Action item — Every line in the entries that holds the word "ExpectedValue" counts toward the answer, which should be a single number.

Material to process —
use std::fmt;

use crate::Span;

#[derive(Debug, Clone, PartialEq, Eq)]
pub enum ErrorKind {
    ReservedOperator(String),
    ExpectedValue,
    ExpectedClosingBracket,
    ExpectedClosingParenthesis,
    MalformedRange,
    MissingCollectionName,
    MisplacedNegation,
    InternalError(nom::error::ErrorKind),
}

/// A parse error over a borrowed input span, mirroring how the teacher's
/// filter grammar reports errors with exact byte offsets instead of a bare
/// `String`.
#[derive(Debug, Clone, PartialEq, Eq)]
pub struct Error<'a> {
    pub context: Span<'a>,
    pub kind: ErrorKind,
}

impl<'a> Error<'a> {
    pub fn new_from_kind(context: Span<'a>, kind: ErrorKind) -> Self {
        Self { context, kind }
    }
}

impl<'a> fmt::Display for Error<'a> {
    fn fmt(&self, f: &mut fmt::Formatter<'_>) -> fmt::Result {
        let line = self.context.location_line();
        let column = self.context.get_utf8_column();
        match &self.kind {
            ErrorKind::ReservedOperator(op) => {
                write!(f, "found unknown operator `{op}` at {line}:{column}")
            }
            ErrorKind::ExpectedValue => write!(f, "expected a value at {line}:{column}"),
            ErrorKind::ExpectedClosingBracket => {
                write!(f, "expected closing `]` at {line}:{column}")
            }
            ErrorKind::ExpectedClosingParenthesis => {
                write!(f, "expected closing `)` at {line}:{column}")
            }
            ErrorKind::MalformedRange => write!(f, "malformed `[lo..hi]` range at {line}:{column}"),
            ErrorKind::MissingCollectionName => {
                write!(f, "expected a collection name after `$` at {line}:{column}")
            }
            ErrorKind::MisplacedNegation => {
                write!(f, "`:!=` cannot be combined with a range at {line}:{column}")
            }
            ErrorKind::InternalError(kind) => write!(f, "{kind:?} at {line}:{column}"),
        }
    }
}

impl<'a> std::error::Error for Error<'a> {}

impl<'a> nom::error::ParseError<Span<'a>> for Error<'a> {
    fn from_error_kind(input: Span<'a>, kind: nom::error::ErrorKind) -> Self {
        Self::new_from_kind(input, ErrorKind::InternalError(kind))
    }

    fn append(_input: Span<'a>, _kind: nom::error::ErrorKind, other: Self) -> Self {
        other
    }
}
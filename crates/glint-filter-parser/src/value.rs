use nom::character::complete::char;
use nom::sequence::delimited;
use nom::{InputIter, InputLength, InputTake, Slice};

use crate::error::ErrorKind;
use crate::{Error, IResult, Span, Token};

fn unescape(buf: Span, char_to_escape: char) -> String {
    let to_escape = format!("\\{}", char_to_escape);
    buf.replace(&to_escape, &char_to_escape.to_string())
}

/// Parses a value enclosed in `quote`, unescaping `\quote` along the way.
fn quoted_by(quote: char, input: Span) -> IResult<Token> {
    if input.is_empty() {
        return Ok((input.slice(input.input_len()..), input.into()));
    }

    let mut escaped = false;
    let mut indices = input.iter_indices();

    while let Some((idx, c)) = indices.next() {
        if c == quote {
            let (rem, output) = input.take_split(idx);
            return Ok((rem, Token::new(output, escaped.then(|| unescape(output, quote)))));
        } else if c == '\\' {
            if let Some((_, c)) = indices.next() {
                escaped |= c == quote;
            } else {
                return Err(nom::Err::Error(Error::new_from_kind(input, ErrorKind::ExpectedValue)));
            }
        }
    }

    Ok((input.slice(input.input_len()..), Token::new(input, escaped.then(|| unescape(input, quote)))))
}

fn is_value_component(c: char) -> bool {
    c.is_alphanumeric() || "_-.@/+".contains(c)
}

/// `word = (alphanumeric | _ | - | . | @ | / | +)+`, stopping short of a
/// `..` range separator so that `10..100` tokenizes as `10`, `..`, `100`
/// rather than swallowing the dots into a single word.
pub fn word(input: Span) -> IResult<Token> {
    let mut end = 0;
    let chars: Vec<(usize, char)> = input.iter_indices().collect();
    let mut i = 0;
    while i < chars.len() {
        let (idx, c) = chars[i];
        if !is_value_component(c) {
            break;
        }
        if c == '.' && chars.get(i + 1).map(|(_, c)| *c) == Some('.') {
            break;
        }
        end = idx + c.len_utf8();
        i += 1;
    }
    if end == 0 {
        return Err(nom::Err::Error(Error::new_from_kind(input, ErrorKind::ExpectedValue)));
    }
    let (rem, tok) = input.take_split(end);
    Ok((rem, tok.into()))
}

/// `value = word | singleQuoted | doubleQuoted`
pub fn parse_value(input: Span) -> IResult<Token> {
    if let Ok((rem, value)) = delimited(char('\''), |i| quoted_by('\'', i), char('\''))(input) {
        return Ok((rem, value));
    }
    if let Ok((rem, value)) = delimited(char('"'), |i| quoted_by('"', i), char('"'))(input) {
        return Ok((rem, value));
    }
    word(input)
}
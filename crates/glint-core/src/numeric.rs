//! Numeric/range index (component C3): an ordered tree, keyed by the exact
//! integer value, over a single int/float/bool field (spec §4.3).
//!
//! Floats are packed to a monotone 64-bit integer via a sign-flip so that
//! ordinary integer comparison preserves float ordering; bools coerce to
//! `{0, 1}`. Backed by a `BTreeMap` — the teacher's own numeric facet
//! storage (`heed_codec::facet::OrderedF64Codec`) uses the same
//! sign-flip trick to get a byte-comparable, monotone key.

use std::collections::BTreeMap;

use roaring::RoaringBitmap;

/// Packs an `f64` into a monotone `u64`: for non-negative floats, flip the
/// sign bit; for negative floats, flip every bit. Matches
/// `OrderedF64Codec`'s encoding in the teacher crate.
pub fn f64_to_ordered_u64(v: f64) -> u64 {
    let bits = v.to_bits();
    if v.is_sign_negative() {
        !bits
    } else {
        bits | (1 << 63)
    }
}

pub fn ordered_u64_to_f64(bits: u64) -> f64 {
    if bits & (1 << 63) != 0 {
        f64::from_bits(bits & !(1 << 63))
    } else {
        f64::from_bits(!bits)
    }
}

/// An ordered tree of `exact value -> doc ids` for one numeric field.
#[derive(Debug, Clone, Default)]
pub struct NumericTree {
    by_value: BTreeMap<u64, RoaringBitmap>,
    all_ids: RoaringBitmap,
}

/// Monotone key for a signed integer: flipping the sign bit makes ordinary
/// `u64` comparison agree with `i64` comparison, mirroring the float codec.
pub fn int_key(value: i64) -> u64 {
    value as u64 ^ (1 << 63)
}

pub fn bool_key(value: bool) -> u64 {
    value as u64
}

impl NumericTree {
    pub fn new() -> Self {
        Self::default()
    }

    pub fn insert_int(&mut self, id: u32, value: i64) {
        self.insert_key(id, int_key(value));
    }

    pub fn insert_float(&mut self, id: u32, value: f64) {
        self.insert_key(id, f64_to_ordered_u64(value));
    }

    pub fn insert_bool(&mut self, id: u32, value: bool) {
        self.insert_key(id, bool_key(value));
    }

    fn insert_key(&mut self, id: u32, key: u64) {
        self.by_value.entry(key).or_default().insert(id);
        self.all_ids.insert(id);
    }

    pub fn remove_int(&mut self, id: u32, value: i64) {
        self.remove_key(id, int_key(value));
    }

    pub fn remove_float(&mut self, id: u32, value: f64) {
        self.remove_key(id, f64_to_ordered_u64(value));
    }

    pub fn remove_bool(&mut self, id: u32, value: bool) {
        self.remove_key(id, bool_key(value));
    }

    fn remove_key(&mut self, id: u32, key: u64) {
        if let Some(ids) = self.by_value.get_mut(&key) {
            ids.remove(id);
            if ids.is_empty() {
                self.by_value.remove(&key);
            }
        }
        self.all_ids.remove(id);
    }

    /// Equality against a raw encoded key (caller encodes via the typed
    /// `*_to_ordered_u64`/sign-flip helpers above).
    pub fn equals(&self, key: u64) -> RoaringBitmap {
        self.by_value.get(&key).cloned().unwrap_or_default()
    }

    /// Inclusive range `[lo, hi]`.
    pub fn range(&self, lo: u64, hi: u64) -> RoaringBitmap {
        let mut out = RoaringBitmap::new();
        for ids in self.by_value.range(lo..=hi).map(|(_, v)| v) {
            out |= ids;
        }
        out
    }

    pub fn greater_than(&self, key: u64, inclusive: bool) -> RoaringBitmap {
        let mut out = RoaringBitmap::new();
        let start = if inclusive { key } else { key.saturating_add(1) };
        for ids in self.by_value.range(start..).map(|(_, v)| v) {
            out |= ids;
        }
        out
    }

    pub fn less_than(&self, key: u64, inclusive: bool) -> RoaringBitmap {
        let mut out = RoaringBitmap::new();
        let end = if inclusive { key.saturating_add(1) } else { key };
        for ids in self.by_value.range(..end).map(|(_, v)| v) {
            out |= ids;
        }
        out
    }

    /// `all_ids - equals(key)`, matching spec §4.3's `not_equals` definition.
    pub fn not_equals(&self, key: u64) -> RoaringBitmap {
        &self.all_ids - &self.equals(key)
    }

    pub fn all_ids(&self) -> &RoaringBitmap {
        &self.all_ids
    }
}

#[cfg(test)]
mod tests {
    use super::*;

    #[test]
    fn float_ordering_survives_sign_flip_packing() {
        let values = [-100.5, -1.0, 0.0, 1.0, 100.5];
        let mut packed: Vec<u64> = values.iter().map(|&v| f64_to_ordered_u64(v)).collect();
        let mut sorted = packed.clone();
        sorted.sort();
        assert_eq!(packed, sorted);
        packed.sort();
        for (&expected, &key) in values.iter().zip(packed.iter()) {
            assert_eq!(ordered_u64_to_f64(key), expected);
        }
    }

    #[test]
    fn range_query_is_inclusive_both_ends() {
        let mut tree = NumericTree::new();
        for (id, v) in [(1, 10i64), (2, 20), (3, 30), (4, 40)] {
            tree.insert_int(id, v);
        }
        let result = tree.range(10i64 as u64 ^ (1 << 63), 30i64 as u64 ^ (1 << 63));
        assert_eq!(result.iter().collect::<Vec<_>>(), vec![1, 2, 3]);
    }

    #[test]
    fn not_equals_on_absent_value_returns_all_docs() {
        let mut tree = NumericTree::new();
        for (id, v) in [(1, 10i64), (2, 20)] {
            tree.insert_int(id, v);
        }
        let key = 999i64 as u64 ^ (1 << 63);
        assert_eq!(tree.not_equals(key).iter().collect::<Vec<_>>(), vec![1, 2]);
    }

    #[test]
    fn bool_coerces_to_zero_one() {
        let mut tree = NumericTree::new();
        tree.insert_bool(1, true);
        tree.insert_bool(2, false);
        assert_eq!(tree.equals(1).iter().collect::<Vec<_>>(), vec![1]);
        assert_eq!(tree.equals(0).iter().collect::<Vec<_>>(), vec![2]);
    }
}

Answer below — 4